I spent yesterday afternoon at our town's Memorial Day Observance, which I wrote about for my news blog. Small town news, once again!
Our sushi dinner last night was great -- and we found a guy doing an amazing sand painting in Union Square.
(Photo: Memorial Day decorations)
Sunday, May 30, 2010
I was taking a walk last night when I saw my first firefly of the season -- a sure sign that spring is giving way to summer. And this morning when I went bike riding, I kept catching the scent of jasmine (or honeysuckle?) sweetening the air. It's a great time to be outside!
Suburban pleasures aside, Dave and I are going into the city tonight to have dinner with my friend David. We're going to Haru, a sushi place near Union Square. (I'm not a huge sushi fan, but David likes it a lot and this dinner is for his birthday.) Then I'm going to stay over in my apartment tonight and go on a photography walk tomorrow.
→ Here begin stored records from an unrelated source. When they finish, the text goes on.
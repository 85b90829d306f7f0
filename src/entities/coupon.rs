use chrono::{DateTime, Utc};
use rust_decimal::Decimal;
use sea_orm::entity::prelude::*;
use serde::{Deserialize, Serialize};
use uuid::Uuid;

/// A discount coupon.
///
/// Codes are case-insensitive and stored normalized uppercase.
/// `current_uses` only ever increments; a refunded or cancelled order does
/// not return a use to the pool.
#[derive(Clone, Debug, PartialEq, Eq, DeriveEntityModel, Serialize, Deserialize)]
#[sea_orm(table_name = "coupons")]
pub struct Model {
    #[sea_orm(primary_key, auto_increment = false)]
    pub id: Uuid,
    #[sea_orm(unique)]
    pub code: String,
    pub discount_type: DiscountType,
    #[sea_orm(column_type = "Decimal(Some((16, 4)))")]
    pub discount_value: Decimal,
    #[sea_orm(column_type = "Decimal(Some((16, 4)))")]
    pub min_order_amount: Decimal,
    /// Null means unlimited.
    #[sea_orm(nullable)]
    pub max_uses: Option<i32>,
    pub current_uses: i32,
    pub is_active: bool,
    /// At most one coupon may have this set; enforced by clearing all others
    /// before setting.
    pub banner_enabled: bool,
    pub created_at: DateTime<Utc>,
    pub updated_at: Option<DateTime<Utc>>,
}

#[derive(Copy, Clone, Debug, EnumIter, DeriveRelation)]
pub enum Relation {}

impl ActiveModelBehavior for ActiveModel {}

#[derive(
    Debug,
    Clone,
    Copy,
    PartialEq,
    Eq,
    Serialize,
    Deserialize,
    EnumIter,
    DeriveActiveEnum,
    utoipa::ToSchema,
)]
#[sea_orm(rs_type = "String", db_type = "String(StringLen::N(16))")]
#[serde(rename_all = "snake_case")]
pub enum DiscountType {
    #[sea_orm(string_value = "percentage")]
    Percentage,
    #[sea_orm(string_value = "fixed_amount")]
    FixedAmount,
}
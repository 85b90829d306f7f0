//! Payment-processor event reconciliation.
//!
//! Every event is recorded in the `webhook_events` idempotency ledger before
//! any side effect runs; a redelivered event short-circuits. Status writes
//! go through the order ledger's compare-and-set transition, so even two
//! concurrent deliveries of distinct events for the same order cannot apply
//! a transition twice. Secondary side effects (stock, email) are best
//! effort once the status write lands: those are logged, never rolled back,
//! and the handler still reports success. A delivery that errors before
//! that point releases its ledger row so the processor's redelivery gets a
//! clean retry.

use std::sync::Arc;

use chrono::Utc;
use sea_orm::{ActiveModelTrait, DatabaseConnection, EntityTrait, Set, SqlErr};
use serde_json::{json, Value};
use tracing::{info, instrument, warn};
use uuid::Uuid;

use crate::{
    entities::{
        order::{Model as OrderModel, OrderStatus},
        order_activity::ActionType,
        webhook_event,
    },
    errors::ServiceError,
    services::{
        catalog::CatalogService,
        coupons::CouponService,
        notifications::NotificationService,
        orders::{CreateOrder, NewOrderItem, OrderService, ShippingAddress},
        pricing,
    },
    events::{Event, EventSender},
};

#[derive(Clone)]
pub struct WebhookService {
    db: Arc<DatabaseConnection>,
    orders: Arc<OrderService>,
    catalog: Arc<CatalogService>,
    coupons: Arc<CouponService>,
    notifications: Arc<NotificationService>,
    event_sender: EventSender,
    currency: String,
}
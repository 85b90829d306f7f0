pub mod admin_actions;
pub mod catalog;
pub mod checkout;
pub mod coupons;
pub mod notifications;
pub mod orders;
pub mod payments;
pub mod pricing;
pub mod webhooks;
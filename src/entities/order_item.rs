use chrono::{DateTime, Utc};
use rust_decimal::Decimal;
use sea_orm::entity::prelude::*;
use serde::{Deserialize, Serialize};
use uuid::Uuid;

/// A purchased line item, snapshotted at time of purchase.
///
/// Name, SKU, attributes and price are denormalized intentionally: they must
/// remain stable even if the underlying product or variant is later edited
/// or deleted. Created once, immutable thereafter.
#[derive(Clone, Debug, PartialEq, Eq, DeriveEntityModel, Serialize, Deserialize)]
#[sea_orm(table_name = "order_items")]
pub struct Model {
    #[sea_orm(primary_key, auto_increment = false)]
    pub id: Uuid,
    pub order_id: Uuid,
    pub variant_id: Uuid,
    pub product_name: String,
    pub variant_sku: String,
    /// Free-form key/value attributes (e.g. size/color).
    #[sea_orm(column_type = "Json")]
    pub variant_attributes: Json,
    #[sea_orm(column_type = "Decimal(Some((16, 4)))")]
    pub unit_price: Decimal,
    pub quantity: i32,
    /// total_price = unit_price * quantity
    #[sea_orm(column_type = "Decimal(Some((16, 4)))")]
    pub total_price: Decimal,
    pub created_at: DateTime<Utc>,
}

#[derive(Copy, Clone, Debug, EnumIter, DeriveRelation)]
pub enum Relation {
    #[sea_orm(
        belongs_to = "super::order::Entity",
        from = "Column::OrderId",
        to = "super::order::Column::Id"
    )]
    Order,
}

impl Related<super::order::Entity> for Entity {
    fn to() -> RelationDef {
        Relation::Order.def()
    }
}

impl ActiveModelBehavior for ActiveModel {}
I feel very overdue for spending some time hoofing it in an urban environment -- and there's been a lot of street art activity lately, so I need to catch up!
I just finished re-reading Lewis Carroll's "Alice's Adventures in Wonderland" and "Through the Looking Glass." It's often thought of as children's literature, but it's pretty entertaining even for adults -- especially those of us who love Jefferson Airplane's "Go Ask Alice" and the double entendre of all the drug allusions. (I'm not confessing anything here!) I read an old copy of my mom's from her childhood, which added to the experience.
(Photo: "For sale" on the Upper West Side, a few weeks ago.)
Friday, May 28, 2010
Wow, what a week! I don't know how I got from Monday to Friday with no posts -- I kept thinking I should write something, and then I'd get sidetracked and never quite get it done. Whew!
Not that anything very urgent or interesting has been happening. In fact, maybe that's the problem -- if something interesting occurred I'd feel compelled to write a post! Instead, it's just been life as usual, which of course is interesting to me but probably not to the rest of you.
I've been working on my freelance gig. Last night I covered an awards ceremony for teenagers at the local courthouse. Quite a comedown from the professional press corps, and yet strangely fun. I enjoy reporting for a change, however mild it may be. This Sunday I'm covering the Memorial Day ceremony in the park. Woo hoo!
In fact, my life hasn't changed a whole lot. When I was working, I was in front of a computer all day, bouncing around on the Internet. Now I'm home, in front of a computer, bouncing around on the Internet. C'est la meme chose. (Except, of course, for the lack of a substantial paycheck.)
Aside from my freelance work, I've been catching up with "Thirtysomething," one of my favorite TV series of yore. I rented the DVDs from Netflix and I'm digging them. The show isn't dated at all, though some of the clothes and styles certainly are. Oh, those crazy '80s!
I really need to get into the city and do some photography. I'm completely out of pictures to upload to Flickr. On Wednesday I tried to photograph some graffiti I'd seen the previous Friday near the New Jersey Turnpike, and it had already been buffed. I couldn't believe my bad luck!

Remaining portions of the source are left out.